E assim vou sendo re-construída constantemente pelo Rafa. Meu lindo guerreiro!
Quando Rafa ficou maior, ele não aceitava situações de festas, até mesmo pequenas reuniões de família incomodava ele, chorava, se angustiava muito.
Ambientes com som alto era impensável. Eu e o pai dele, na medida do possível, frequentávamos as reuniões de família mesmo com o choro. Inconstáveis vezes ficávamos sentados nós dois em algum cantinho, tentava amenizar o sofrimento dele com colo e palavras de carinho, muitas vezes tinha vontade de ir embora, mas pensava que assim ele nunca se adaptaria à tais situações.
Em festas maiores, ou recusávamos o convite, ou ia somente um de nós com Gabriel e Heloísa, ficando o outro com Rafa. Muitas vezes, minha mãe ficou com ele para irmos nós dois com os outros dois filhos, sempre tive a preocupação de não privar Gabriel e Helo de viver e experimentar situações e ambientes novos pela dificuldade do Rafa.
Rafa está com 8 anos e nos últimos meses percebemos uma capacidade muito maior de adaptação à novos ambientes, até mesmo à locais com barulho. A capacidade dele, de entender o que se passa ao redor, é digna de um guerreiro.
E assim, minha cunhada e meu irmão fizeram o convite para ele ser pajem da renovação dos votos de casamento deles. Teve uma cerimonia religiosa e depois a recepção.
Realizamos alguns ensaios com Rafa, para se familiarizar com o ambiente da igreja, minha cunhada pediu para a decoração deixar sem o tapete vermelho, pois nos ensaios não tinha tapete, assim Rafa não estranharia a textura e não correria o risco de tropeçar e cair.
E o grande dia chegou. Construí o plano B.
Estávamos como padrinhos, não pude ficar lá fora esperando a entrada dele, mas ficou com pessoas que ele confia e ama (meu irmão e minha mãe).
E quando iniciou a música de entrada dele meu coração foi a mil, imaginava que ele poderia se jogar no chão e não entrar. Heloísa, que entrou com ele, estava insegura e com medo dele se recusar a andar, teve medo dele ficar nervoso e querer morder ela, acalmei os nervos dela dizendo que qualquer situação errada eu iria ao encontro deles. Esse era meu plano B.
Ele foi lindo!
Um perfeito pajem, entrou segurando a mão da irmã, andando como fez nos ensaios. Igreja cheia, com burburinhos de pessoas, e ele foi lá e mostrou um pouquinho quem é o Rafa.
Mamãe quase morre de emoção! Mas não morri.
Na recepção, apesar de todos os estímulos, de tanto barulho, ficou sentadinho prestando atenção ao que se passava ao redor.
E assim foi a primeira festa do Rafa, aos 8 anos de idade!
Ele não comeu nada, não bebeu.
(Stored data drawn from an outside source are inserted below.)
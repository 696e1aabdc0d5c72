//! Alternative game-sync combinations
//!
//! When a root is rendered without game syncs, branching nodes announce each
//! of their alternatives here (`add`, recurse, `done`). Alternatives nested
//! inside another alternative extend the outer one, so only innermost
//! branches produce a combination. The generator then renders the root once
//! per combination.

use indexmap::IndexSet;

use super::params::GameSync;
use crate::rebuild::Stinger;

#[derive(Debug, Clone, Default)]
struct Branch {
    gamesyncs: Vec<GameSync>,
    nested: bool,
}

/// Collects alternative combinations and stingers seen during a render.
#[derive(Debug, Clone, Default)]
pub struct PathCollector {
    open: Vec<Branch>,
    combos: IndexSet<Vec<GameSync>>,
    stingers: Vec<Stinger>,
}

impl PathCollector {
    #[must_use]
    pub fn new() -> Self {
        Self::default()
    }

    /// Open an alternative with a single game sync.
    pub fn add(&mut self, gamesync: GameSync) {
        self.add_all(&[gamesync]);
    }

    /// Open an alternative with several game syncs (a decision tree path).
    pub fn add_all(&mut self, gamesyncs: &[GameSync]) {
        if let Some(parent) = self.open.last_mut() {
            parent.nested = true;
        }
        self.open.push(Branch {
            gamesyncs: gamesyncs.to_vec(),
            nested: false,
        });
    }

    /// Close the current alternative.
    pub fn done(&mut self) {
        let Some(branch) = self.open.pop() else {
            tracing::debug!("Closing alternative without an open one");
            return;
        };
        if branch.nested {
            return;
        }

        let combo: Vec<GameSync> = self
            .open
            .iter()
            .flat_map(|b| b.gamesyncs.iter().copied())
            .chain(branch.gamesyncs)
            .collect();
        self.combos.insert(combo);
    }

    /// Register stingers of a music container (duplicates are kept once).
    pub fn add_stingers(&mut self, stingers: &[Stinger]) {
        for stinger in stingers {
            if !self.stingers.contains(stinger) {
                self.stingers.push(stinger.clone());
            }
        }
    }

    /// Complete combinations, in discovery order.
    pub fn combinations(&self) -> impl Iterator<Item = &[GameSync]> {
        self.combos.iter().map(Vec::as_slice)
    }

    pub fn len(&self) -> usize {
        self.combos.len()
    }

    pub fn is_empty(&self) -> bool {
        self.combos.is_empty()
    }

    pub fn stingers(&self) -> &[Stinger] {
        &self.stingers
    }
}
fn main() -> anyhow::Result<()> {
    bnkrebuild::cli::run_cli()
}
//! Per-kind build and render logic
//!
//! Building parses a generic node once into a [`NodeBody`]; rendering walks
//! the body with the writer's current game sync context.

mod action;
mod containers;
mod event;
mod music_ranseq;
mod music_segment;
mod music_switch;
mod music_track;
mod sound;

pub use action::ActionBody;
pub use containers::{LayerBody, RanSeqBody, RanSeqMode, SwitchBody, SwitchValue};
pub use event::{DialogueEventBody, EventBody};
pub use music_ranseq::{MusicRanSeqBody, PlaylistItem, PlaylistMode};
pub use music_segment::{ENTRY_MARKER_ID, EXIT_MARKER_ID, MusicSegmentBody};
pub use music_switch::{MusicSwitchBody, MusicSwitchSelector};
pub use music_track::{Clip, MusicTrackBody, TrackSwitch, TrackType};
pub use sound::SoundBody;

use super::config::NodeConfig;
use super::decision_tree::DecisionTree;
use super::kind::NodeKind;
use super::node::{FieldRef, NodeBody, RebuiltNode};
use super::registry::Stinger;
use super::session::Rebuilder;
use crate::error::{Error, Result};
use crate::output::PlaylistWriter;
use crate::tree::NodeRef;

/// Stinger pseudo-node: plays a segment when a trigger fires.
#[derive(Debug, Clone)]
pub struct StingerBody {
    /// Segment to play.
    pub target: u32,
}

/// State of a node being built.
pub(crate) struct BuildCtx<'s, 'a> {
    pub(crate) session: &'s mut Rebuilder<'a>,
    pub(crate) node: NodeRef<'a>,
    pub(crate) kind: NodeKind,
    pub(crate) sid: u32,
    pub(crate) config: NodeConfig,
    pub(crate) silenced: bool,
    pub(crate) fields: Vec<FieldRef>,
    pub(crate) stingers: Vec<Stinger>,
}

impl<'a> BuildCtx<'_, 'a> {
    pub(crate) fn structural(&self, message: impl Into<String>) -> Error {
        Error::structural(self.kind, self.sid, message)
    }

    /// First descendant named `name`, failing if absent.
    pub(crate) fn require(&self, name: &str) -> Result<NodeRef<'a>> {
        self.require_in(self.node, name)
    }

    pub(crate) fn require_in(&self, parent: NodeRef<'a>, name: &str) -> Result<NodeRef<'a>> {
        parent
            .find_name(name)
            .ok_or_else(|| self.structural(format!("missing {name}")))
    }

    pub(crate) fn field(&mut self, node: NodeRef<'a>) {
        self.fields.push(FieldRef::Single(node.id()));
    }

    /// Older banks keep the loop count as a plain field.
    pub(crate) fn read_loop(&mut self) {
        if let Some(nloop) = self.node.find_name("Loop") {
            self.config.loop_count = nloop.value_i64();
            self.field(nloop);
        }
    }

    /// Containers that can't loop by themselves.
    pub(crate) fn forbid_loop(&self) -> Result<()> {
        if self.config.loop_count.is_some() {
            return Err(self.structural("loop flag"));
        }
        Ok(())
    }

    fn build_body(&mut self) -> Result<NodeBody> {
        let body = match self.kind {
            NodeKind::Event => NodeBody::Event(event::build_event(self)),
            NodeKind::DialogueEvent => NodeBody::DialogueEvent(event::build_dialogue_event(self)?),
            NodeKind::ActionPlay | NodeKind::ActionPlayEvent => {
                NodeBody::Play(action::build_action(self))
            }
            NodeKind::ActionTrigger => NodeBody::Trigger(action::build_action(self)),
            NodeKind::ActionPlayAndContinue => {
                return Err(Error::unimplemented(self.kind, self.sid, "play and continue"));
            }
            NodeKind::SwitchContainer => NodeBody::Switch(containers::build_switch(self)?),
            NodeKind::RanSeqContainer => NodeBody::RanSeq(containers::build_ranseq(self)?),
            NodeKind::LayerContainer => NodeBody::Layer(containers::build_layer(self)?),
            NodeKind::Sound => NodeBody::Sound(sound::build_sound(self)?),
            NodeKind::MusicSwitchContainer => {
                NodeBody::MusicSwitch(music_switch::build_music_switch(self)?)
            }
            NodeKind::MusicRanSeqContainer => {
                NodeBody::MusicRanSeq(music_ranseq::build_music_ranseq(self)?)
            }
            NodeKind::MusicSegment => NodeBody::MusicSegment(music_segment::build_segment(self)?),
            NodeKind::MusicTrack => NodeBody::MusicTrack(music_track::build_track(self)?),
            NodeKind::State => {
                self.build_audio_config()?;
                NodeBody::State
            }
            NodeKind::Stinger => {
                let target = self
                    .node
                    .find_name("SegmentID")
                    .and_then(NodeRef::value_u32)
                    .unwrap_or_default();
                NodeBody::Stinger(StingerBody { target })
            }
            NodeKind::Ignored => NodeBody::Empty,
        };
        Ok(body)
    }
}

/// Build the typed node for `node`.
pub(crate) fn build_node<'a>(
    session: &mut Rebuilder<'a>,
    node: NodeRef<'a>,
    sid: u32,
) -> Result<RebuiltNode> {
    let kind = NodeKind::from_name(node.name());
    let mut ctx = BuildCtx {
        session,
        node,
        kind,
        sid,
        config: NodeConfig::default(),
        silenced: false,
        fields: Vec::new(),
        stingers: Vec::new(),
    };
    let body = ctx.build_body()?;

    Ok(RebuiltNode {
        sid,
        node: node.id(),
        kind,
        config: ctx.config,
        silenced: ctx.silenced,
        fields: ctx.fields,
        stingers: ctx.stingers,
        body,
    })
}

/// Target ids under a list node, in order.
pub(crate) fn tids(list: Option<NodeRef<'_>>) -> Vec<u32> {
    list.map(|list| {
        list.finds_type("tid")
            .into_iter()
            .filter_map(NodeRef::value_u32)
            .collect()
    })
    .unwrap_or_default()
}

/// Render a decision tree: every path as an alternative, or the matching one.
pub(crate) fn render_tree(
    tree: &DecisionTree,
    stingers: &[Stinger],
    session: &mut Rebuilder<'_>,
    writer: &mut dyn PlaylistWriter,
) -> Result<()> {
    if writer.params().is_empty() {
        writer.paths().add_stingers(stingers);
        for path in &tree.paths {
            writer.paths().add_all(&path.gamesyncs);
            session.process_next(path.target, writer)?;
            writer.paths().done();
        }
        return Ok(());
    }

    if let Some(path) = tree.resolve(writer.params()) {
        writer.info_gamesyncs(&path.gamesyncs);
        session.process_next(path.target, writer)?;
    }
    Ok(())
}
As situações novas sempre desorganizam ele e se recusa a comer, mas não me preocupei, pois havia jantado em casa.
Nas próximas festas ele vai comer, o céu é o limite para meu menino. Acredito nele, na inteligência dele e as terapeutas também acreditam e investem nesse desenvolvimento, que acontece no tempo dele. Não num tempo linear e convencional.
Ter um menino como Rafa é ceder à padrões pré estabelecidos e ver além do diagnóstico.